#### [DATASET ENTRIES]
= Beginning of Section =
/// Parses one browser text frame and dispatches it. Returns false when the
/// reader should stop.
async fn process_text(
    state: &AppState,
    session: &Arc<Session>,
    generation: u64,
    text: &str,
) -> bool {
    let value: serde_json::Value = match serde_json::from_str(text) {
        Ok(v) => v,
        Err(_) => {
            send_to_current(session, generation, ServerMsg::error("invalid_json")).await;
            return true;
        }
    };
    let msg: ClientMsg = match serde_json::from_value(value) {
        Ok(m) => m,
        Err(_) => {
            send_to_current(session, generation, ServerMsg::error("invalid_message")).await;
            return true;
        }
    };
    handle_client_msg(state, session, generation, msg).await
}

async fn send_to_current(session: &Session, generation: u64, msg: ServerMsg) {
    let inner = session.lock().await;
    if inner.is_current(generation) {
        inner.send_browser(msg).await;
    }
}

async fn handle_client_msg(
    state: &AppState,
    session: &Arc<Session>,
    generation: u64,
    msg: ClientMsg,
) -> bool {
    let mut inner = session.lock().await;
    if inner.closed || !inner.is_current(generation) {
        return false;
    }

    match msg {
        ClientMsg::Start { hello } => {
            journal(state, session.id(), "client_started", json!({})).await;
            if let Some(hello) = hello {
                if let Some(client) = inner.upstream.clone() {
                    if let Err(e) = client.send_hello(&hello).await {
                        drop(inner);
                        return fail_upstream(state, session, e).await;
                    }
                }
            }
        }
        ClientMsg::AudioAppend { audio } => {
            let Ok(bytes) = BASE64.decode(audio.as_bytes()) else {
                inner.send_browser(ServerMsg::error("invalid_message")).await;
                return true;
            };
            journal(
                state,
                session.id(),
                "input_audio_chunk",
                json!({"bytes": bytes.len()}),
            )
            .await;
            if let Some(client) = inner.upstream.clone() {
                if let Err(e) = client.send_audio_chunk(&bytes).await {
                    drop(inner);
                    return fail_upstream(state, session, e).await;
                }
            }
        }
        ClientMsg::AudioCommit => {
            if let Some(client) = inner.upstream.clone() {
                if let Err(e) = send_commit_tail(&client, TAIL_CHUNK_COUNT, TAIL_CHUNK_BYTES).await
                {
                    drop(inner);
                    return fail_upstream(state, session, e).await;
                }
            }
            journal(state, session.id(), "input_audio_committed", json!({})).await;
        }
        ClientMsg::ChatText { content } => {
            if let Some(client) = inner.upstream.clone() {
                if let Err(e) = client.send_chat_text(&content).await {
                    drop(inner);
                    return fail_upstream(state, session, e).await;
                }
            }
            journal(state, session.id(), "input_text", json!({"content": content})).await;
        }
        ClientMsg::Interrupt => {
            if let Err(e) = do_interrupt(state, session, &mut inner, InterruptSource::Client).await
            {
                drop(inner);
                return fail_upstream(state, session, e).await;
            }
        }
        ClientMsg::Stop => {
            drop(inner);
            close_session(state, session).await;
            return false;
        }
    }
    true
}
= End of Section =
#### [WHAT YOU HAVE TO DO]
Send back every line of the listing above exactly.

#### [ANSWER TO THIS PROBLEM]
/// Parses one browser text frame and dispatches it. Returns false when the
/// reader should stop.
async fn process_text(
    state: &AppState,
    session: &Arc<Session>,
    generation: u64,
    text: &str,
) -> bool {
    let value: serde_json::Value = match serde_json::from_str(text) {
        Ok(v) => v,
        Err(_) => {
            send_to_current(session, generation, ServerMsg::error("invalid_json")).await;
            return true;
        }
    };
    let msg: ClientMsg = match serde_json::from_value(value) {
        Ok(m) => m,
        Err(_) => {
            send_to_current(session, generation, ServerMsg::error("invalid_message")).await;
            return true;
        }
    };
    handle_client_msg(state, session, generation, msg).await
}

async fn send_to_current(session: &Session, generation: u64, msg: ServerMsg) {
    let inner = session.lock().await;
    if inner.is_current(generation) {
        inner.send_browser(msg).await;
    }
}

async fn handle_client_msg(
    state: &AppState,
    session: &Arc<Session>,
    generation: u64,
    msg: ClientMsg,
) -> bool {
    let mut inner = session.lock().await;
    if inner.closed || !inner.is_current(generation) {
        return false;
    }

    match msg {
        ClientMsg::Start { hello } => {
            journal(state, session.id(), "client_started", json!({})).await;
            if let Some(hello) = hello {
                if let Some(client) = inner.upstream.clone() {
                    if let Err(e) = client.send_hello(&hello).await {
                        drop(inner);
                        return fail_upstream(state, session, e).await;
                    }
                }
            }
        }
        ClientMsg::AudioAppend { audio } => {
            let Ok(bytes) = BASE64.decode(audio.as_bytes()) else {
                inner.send_browser(ServerMsg::error("invalid_message")).await;
                return true;
            };
            journal(
                state,
                session.id(),
                "input_audio_chunk",
                json!({"bytes": bytes.len()}),
            )
            .await;
            if let Some(client) = inner.upstream.clone() {
                if let Err(e) = client.send_audio_chunk(&bytes).await {
                    drop(inner);
                    return fail_upstream(state, session, e).await;
                }
            }
        }
        ClientMsg::AudioCommit => {
            if let Some(client) = inner.upstream.clone() {
                if let Err(e) = send_commit_tail(&client, TAIL_CHUNK_COUNT, TAIL_CHUNK_BYTES).await
                {
                    drop(inner);
                    return fail_upstream(state, session, e).await;
                }
            }
            journal(state, session.id(), "input_audio_committed", json!({})).await;
        }
        ClientMsg::ChatText { content } => {
            if let Some(client) = inner.upstream.clone() {
                if let Err(e) = client.send_chat_text(&content).await {
                    drop(inner);
                    return fail_upstream(state, session, e).await;
                }
            }
            journal(state, session.id(), "input_text", json!({"content": content})).await;
        }
        ClientMsg::Interrupt => {
            if let Err(e) = do_interrupt(state, session, &mut inner, InterruptSource::Client).await
            {
                drop(inner);
                return fail_upstream(state, session, e).await;
            }
        }
        ClientMsg::Stop => {
            drop(inner);
            close_session(state, session).await;
            return false;
        }
    }
    true
}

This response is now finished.